Automation was a big feature at this year’s SCA Expo, signalling the continued demand for convenience paired with quality and consistent output. Eversys introduced its new Cameo c’2 1.5 step that allows milk to be automatically frothed in one of three ways, each catering to a different level of control and ability, while Japanese company Tree Field explored flavour possibilities with its new automated filter brewing machine. Yoshikazu Iwase, 2014, 2015 and 2016 Japan Barista Champion and 2016 WBC second place competitor, was one of many stars on hand helping demonstrate the prototype, which is “super focused on replicating consistent recipes through controlled agitation and adjustable pressure increases”.

Elemental Beverage Co showed off its Snapchiller that turns hot coffee into cold in less than one minute. This machine combines thermodynamics, engineering, and artistry to transform hot beverages into cold drinks on demand. Eyes fixated on the machine as hot brewed coffee was poured into the top chamber of the Snapchiller before the liquid filtered down the magnetic coils and extracted into a cup at -10°C.

Ryan McDonnell, Chief Coffee and Tea Officer of Elemental Beverage Company says snapchilling preserves all the flavours of a hot coffee, unlike any other method for making cold coffee.

“From the moment coffee is brewed, it starts to chemically break down. By Snapchilling the coffee, flavours can be experienced at more drinkable temperature, without them dissipating into the air,” McDonnell says. “There’s no ice, no dilution, and no oxidisation, so the product doesn’t become stale.”

On the roasting front, it was Bellwether Coffee that had heads turning for its entirely electric, fully automated, zero emission coffee roaster. This machine won the electrical category of the 2019 SCA Best New Product Awards, just one of 11 awards handed out for products embracing quality and value to the specialty coffee industry. Mostly convective with a hint of conduction roasting, Bellwether’s automatic roaster has no gas lines or ventilation, therefore no exhaust or emissions. The air is filtered and recycled through a closed loop system.
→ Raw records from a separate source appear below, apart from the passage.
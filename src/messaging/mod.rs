//! # Messaging
//!
//! Broker boundary ([`BrokerGateway`]), the in-memory provider, the shared buffered
//! producer and consumer-side batch bookkeeping.

pub mod consumer;
pub mod errors;
pub mod gateway;
pub mod in_memory;
pub mod producer;
pub mod topics;

pub use consumer::{BatchProgress, BatchSummary};
pub use errors::{MessagingError, MessagingResult};
pub use gateway::{
    ensure_topic, BrokerGateway, BrokerMessage, BrokerRecord, ProducerRecord, SharedGateway,
    TopicPartitionOffset, TopicSpec,
};
pub use in_memory::InMemoryBroker;
pub use producer::{BufferedProducer, ProducerHandle};
pub use topics::TopicNames;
“The idea is to make coffee more accessible and bring the cost of roasting down in a sustainable way,” Bellwether Coffee Operations Coordinator Marissa Parkes says. “People who begin roasting for the first time need a starting point, and this machine is a great reference for that. “

Just went you thought you’d seen it all, the Cometeer Coffee Capsule, winner of the Best New Product open class category, had fans flocking to the product like seagulls to a chip. These new-format capsules feature frozen brewed coffee in ‘peak state’ that can be melted whenever you want. Served hot or cold, the capsule is 100 per cent recyclable and compatible with or without a K-Cup machine. Even George Howell, US-based coffee roaster, was on hand to endorse his own brewed coffee concealed in the new-look capsule.

While there was plenty of gadgets and gizmos to swoon over, from the producer end, many origin countries were represented from Brazil to Honduras, Ethiopia to Colombia, with a large presence from this year’s Portrait Country Burundi, a designation given to a different producing countries every year.
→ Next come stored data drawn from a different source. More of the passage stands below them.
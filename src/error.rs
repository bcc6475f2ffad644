use thiserror::Error;

/// Error type produced by identity collaborators (group management, group
/// registry, authentication).
pub type UpstreamError = Box<dyn std::error::Error + Send + Sync>;

/// Error type produced by decision cache implementations.
pub type CacheError = Box<dyn std::error::Error + Send + Sync>;

/// Crate result type.
pub type Result<T> = std::result::Result<T, Error>;

/// Errors returned by this crate.
#[derive(Debug, Error)]
pub enum Error {
    /// Missing or invalid required configuration, detected at construction.
    #[error("configuration error: {0}")]
    Configuration(String),
    /// A downstream collaborator was unreachable or returned malformed data.
    /// No decision is cached when this is returned.
    #[error("upstream service error: {0}")]
    Upstream(#[source] UpstreamError),
    /// The decision cache failed or reported an undefined state. This is a
    /// programming-fatal condition and is never folded into allow or deny.
    #[error("decision cache inconsistency: {0}")]
    CacheInconsistency(#[source] CacheError),
    /// Invalid identifier input.
    #[error("invalid id: {0}")]
    InvalidId(String),
    /// Invalid action input.
    #[error("invalid action: {0}")]
    InvalidAction(String),
    /// Invalid credential input.
    #[error("invalid credential: {0}")]
    InvalidCredential(String),
}

impl From<UpstreamError> for Error {
    fn from(error: UpstreamError) -> Self {
        Self::Upstream(error)
    }
}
Dr Déo-Guide Rurema, Minister of Environment, Agriculture and Livestock at Café Du Burundi, told the press that now was the time to “discover the undiscovered flavours of Burundi coffee”.

As the expo days dwindled, so too did the number of competitors left in the WBC and WBrC. With the lights dimmed and strobe lighting to set the tone, resident emcee Stephen Leighton in his bright red shoes read the honours, announcing Jia Ning Du of China the 2019 World Brewers Cup Champion and Jooyeon Jeon of South Korea the 2019 WBC winner, signalling the end to what was another family union of grand proportions.

The Specialty Coffee Expo returns to Portland in 2020, from 23 to 26 April 2020, at the Oregon Convention Center.